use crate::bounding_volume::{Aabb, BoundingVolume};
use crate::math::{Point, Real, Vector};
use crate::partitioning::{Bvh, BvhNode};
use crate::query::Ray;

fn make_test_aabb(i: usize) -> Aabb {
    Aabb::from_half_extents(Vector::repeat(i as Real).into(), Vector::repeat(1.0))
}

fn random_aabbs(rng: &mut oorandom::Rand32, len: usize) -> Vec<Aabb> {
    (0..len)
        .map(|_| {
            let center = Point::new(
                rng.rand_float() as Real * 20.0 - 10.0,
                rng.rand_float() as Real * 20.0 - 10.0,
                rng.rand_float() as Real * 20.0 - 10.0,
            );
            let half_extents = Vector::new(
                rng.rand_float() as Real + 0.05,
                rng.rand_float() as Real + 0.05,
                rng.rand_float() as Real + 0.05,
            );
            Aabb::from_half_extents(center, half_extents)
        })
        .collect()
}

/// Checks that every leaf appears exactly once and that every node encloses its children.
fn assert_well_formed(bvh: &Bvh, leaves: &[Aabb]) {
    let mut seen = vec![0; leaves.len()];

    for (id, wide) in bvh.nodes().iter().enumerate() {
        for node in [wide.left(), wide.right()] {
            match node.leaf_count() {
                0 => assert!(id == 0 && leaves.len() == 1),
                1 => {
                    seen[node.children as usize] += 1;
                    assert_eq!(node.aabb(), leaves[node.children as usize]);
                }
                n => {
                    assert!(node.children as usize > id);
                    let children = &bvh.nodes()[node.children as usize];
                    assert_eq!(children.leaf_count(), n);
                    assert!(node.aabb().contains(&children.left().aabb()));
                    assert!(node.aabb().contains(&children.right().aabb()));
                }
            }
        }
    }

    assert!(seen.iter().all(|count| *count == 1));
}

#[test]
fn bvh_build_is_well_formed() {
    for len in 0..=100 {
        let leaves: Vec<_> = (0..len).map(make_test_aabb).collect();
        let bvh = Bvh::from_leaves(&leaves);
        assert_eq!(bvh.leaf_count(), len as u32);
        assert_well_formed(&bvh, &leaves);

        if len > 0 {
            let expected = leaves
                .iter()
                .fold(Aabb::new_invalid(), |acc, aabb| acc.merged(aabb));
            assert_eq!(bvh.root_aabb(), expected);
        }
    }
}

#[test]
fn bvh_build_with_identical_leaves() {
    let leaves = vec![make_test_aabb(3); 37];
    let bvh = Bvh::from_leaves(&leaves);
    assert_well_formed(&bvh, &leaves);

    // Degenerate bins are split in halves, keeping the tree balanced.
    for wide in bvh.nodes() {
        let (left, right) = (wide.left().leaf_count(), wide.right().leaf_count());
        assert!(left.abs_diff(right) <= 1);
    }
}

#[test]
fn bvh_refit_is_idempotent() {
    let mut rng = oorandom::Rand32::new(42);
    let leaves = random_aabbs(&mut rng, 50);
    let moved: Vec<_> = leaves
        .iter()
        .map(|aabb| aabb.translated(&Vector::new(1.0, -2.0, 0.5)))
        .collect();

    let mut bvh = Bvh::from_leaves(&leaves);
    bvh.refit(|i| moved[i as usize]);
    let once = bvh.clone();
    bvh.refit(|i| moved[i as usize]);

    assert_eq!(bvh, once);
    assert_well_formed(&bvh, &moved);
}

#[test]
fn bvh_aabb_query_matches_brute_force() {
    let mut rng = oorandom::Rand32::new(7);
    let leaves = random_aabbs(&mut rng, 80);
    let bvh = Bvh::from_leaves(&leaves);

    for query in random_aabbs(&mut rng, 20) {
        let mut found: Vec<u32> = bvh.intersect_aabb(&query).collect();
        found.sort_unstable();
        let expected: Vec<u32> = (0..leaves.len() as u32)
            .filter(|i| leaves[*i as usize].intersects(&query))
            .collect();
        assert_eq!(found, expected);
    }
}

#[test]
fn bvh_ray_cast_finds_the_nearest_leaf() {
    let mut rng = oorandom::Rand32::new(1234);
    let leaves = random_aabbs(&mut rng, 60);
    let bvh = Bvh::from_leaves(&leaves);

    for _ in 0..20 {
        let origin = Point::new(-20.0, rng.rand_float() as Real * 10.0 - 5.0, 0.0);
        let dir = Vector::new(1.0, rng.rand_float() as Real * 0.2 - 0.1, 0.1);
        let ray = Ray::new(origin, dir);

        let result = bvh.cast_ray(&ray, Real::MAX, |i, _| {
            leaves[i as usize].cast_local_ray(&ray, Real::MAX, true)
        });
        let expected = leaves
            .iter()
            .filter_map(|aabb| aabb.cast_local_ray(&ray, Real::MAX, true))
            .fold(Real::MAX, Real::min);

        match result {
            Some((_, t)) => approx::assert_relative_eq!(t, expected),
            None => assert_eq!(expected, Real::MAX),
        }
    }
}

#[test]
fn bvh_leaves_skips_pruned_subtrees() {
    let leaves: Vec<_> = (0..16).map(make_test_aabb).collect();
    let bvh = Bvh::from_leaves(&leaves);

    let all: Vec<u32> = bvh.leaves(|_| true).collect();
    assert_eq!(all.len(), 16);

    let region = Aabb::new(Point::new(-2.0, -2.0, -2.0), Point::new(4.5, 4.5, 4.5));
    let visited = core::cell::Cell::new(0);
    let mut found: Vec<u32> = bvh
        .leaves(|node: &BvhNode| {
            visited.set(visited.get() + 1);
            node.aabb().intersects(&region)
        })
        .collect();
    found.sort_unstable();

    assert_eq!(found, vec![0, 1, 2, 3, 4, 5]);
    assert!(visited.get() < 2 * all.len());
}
——
▶ _Your instructions_: Find the word "intersects" in the listing above, then copy each line where it turns up.

▶ _Answer box_:
            .filter(|i| leaves[*i as usize].intersects(&query))
            node.aabb().intersects(&region)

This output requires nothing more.